*** Block opens ***

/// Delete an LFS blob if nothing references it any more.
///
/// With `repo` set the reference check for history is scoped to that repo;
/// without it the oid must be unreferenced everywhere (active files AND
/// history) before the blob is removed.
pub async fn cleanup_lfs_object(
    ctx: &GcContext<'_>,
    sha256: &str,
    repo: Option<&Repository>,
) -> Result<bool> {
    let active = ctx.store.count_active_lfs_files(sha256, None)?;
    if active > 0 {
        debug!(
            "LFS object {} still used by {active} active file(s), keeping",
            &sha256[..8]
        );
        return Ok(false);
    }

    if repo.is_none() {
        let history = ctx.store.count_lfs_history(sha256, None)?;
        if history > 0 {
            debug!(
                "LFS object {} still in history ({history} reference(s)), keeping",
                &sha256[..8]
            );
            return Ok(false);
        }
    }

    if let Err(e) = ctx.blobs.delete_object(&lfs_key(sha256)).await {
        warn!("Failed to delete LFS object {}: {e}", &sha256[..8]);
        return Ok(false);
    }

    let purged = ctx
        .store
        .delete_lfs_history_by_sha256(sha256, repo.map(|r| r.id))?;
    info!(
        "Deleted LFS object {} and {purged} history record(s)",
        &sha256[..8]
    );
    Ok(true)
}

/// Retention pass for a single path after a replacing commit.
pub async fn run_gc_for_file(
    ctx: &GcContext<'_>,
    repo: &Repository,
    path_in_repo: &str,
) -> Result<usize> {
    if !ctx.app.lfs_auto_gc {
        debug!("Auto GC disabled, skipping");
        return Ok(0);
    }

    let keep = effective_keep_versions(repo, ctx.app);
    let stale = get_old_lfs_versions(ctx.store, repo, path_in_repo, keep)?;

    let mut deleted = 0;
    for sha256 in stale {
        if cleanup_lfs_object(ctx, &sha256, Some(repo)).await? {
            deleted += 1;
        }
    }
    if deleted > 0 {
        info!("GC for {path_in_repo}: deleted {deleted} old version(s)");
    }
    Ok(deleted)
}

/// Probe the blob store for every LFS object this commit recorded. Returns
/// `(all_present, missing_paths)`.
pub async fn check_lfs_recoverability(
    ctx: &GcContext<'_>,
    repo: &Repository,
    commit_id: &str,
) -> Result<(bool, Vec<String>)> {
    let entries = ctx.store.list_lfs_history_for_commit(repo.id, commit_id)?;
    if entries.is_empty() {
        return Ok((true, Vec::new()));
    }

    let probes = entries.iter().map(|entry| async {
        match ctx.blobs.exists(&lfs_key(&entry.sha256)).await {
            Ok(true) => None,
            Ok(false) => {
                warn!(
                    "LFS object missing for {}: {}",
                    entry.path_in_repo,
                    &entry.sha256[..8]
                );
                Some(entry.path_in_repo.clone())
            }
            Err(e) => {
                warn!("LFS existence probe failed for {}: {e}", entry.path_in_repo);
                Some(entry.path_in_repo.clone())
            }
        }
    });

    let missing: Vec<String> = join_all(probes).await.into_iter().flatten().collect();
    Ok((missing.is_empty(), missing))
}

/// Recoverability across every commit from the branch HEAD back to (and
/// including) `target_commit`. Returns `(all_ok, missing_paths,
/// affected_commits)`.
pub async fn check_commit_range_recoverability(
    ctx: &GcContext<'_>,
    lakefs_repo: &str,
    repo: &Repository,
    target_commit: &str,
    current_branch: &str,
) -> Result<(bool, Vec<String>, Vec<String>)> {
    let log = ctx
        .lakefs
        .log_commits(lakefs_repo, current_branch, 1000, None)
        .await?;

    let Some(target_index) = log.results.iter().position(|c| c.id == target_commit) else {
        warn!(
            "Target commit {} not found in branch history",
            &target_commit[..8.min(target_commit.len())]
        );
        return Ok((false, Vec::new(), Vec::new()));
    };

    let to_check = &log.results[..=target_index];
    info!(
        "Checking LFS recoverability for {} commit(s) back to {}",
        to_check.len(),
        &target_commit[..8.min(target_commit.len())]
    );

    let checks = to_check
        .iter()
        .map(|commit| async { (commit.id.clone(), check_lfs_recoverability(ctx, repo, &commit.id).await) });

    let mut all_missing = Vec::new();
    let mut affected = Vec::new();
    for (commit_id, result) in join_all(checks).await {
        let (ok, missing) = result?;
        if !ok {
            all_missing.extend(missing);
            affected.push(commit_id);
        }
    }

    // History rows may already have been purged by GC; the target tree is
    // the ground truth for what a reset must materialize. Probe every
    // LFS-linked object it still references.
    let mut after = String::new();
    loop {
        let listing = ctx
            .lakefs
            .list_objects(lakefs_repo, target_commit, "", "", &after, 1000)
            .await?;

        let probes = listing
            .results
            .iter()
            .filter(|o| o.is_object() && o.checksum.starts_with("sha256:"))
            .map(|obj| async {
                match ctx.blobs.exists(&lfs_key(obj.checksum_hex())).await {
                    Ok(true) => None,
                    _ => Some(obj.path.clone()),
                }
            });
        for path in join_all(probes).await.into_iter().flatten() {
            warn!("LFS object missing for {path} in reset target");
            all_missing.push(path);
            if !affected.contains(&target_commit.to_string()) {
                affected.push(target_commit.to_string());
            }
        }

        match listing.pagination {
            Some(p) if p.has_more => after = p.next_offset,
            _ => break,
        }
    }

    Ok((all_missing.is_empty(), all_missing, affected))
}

*** Block closes ***
*** Block opens ***

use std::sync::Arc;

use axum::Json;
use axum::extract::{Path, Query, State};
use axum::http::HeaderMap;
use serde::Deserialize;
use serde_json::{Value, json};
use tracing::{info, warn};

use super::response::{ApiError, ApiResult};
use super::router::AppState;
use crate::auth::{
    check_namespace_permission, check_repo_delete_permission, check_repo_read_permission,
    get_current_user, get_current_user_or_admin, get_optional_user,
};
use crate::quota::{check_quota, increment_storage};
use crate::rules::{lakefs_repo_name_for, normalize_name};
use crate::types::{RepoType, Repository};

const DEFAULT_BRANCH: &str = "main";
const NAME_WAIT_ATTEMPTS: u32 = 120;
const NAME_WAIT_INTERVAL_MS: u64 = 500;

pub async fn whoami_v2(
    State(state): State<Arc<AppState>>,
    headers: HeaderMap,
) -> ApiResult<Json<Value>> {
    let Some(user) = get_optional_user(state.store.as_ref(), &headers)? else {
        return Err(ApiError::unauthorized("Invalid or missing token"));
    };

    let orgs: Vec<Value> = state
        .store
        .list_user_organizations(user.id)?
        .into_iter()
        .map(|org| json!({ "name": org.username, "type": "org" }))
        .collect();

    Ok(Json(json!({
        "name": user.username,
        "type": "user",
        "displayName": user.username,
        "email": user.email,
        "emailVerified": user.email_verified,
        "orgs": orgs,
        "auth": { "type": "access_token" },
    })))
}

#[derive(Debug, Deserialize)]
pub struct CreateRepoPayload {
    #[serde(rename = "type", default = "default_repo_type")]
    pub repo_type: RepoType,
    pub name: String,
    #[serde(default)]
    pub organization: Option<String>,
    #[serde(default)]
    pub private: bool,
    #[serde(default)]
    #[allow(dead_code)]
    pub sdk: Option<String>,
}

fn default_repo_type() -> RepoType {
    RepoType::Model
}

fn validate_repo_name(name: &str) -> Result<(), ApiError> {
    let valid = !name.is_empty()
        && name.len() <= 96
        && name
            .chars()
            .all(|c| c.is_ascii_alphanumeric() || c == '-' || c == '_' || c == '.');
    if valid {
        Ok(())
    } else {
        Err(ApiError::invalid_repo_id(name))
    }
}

*** Block closes ***

From the material above, copy out every line bearing the string "after".

:: ANSWER SPACE ::
/// Retention pass for a single path after a replacing commit.
    let mut after = String::new();
            .list_objects(lakefs_repo, target_commit, "", "", &after, 1000)
            Some(p) if p.has_more => after = p.next_offset,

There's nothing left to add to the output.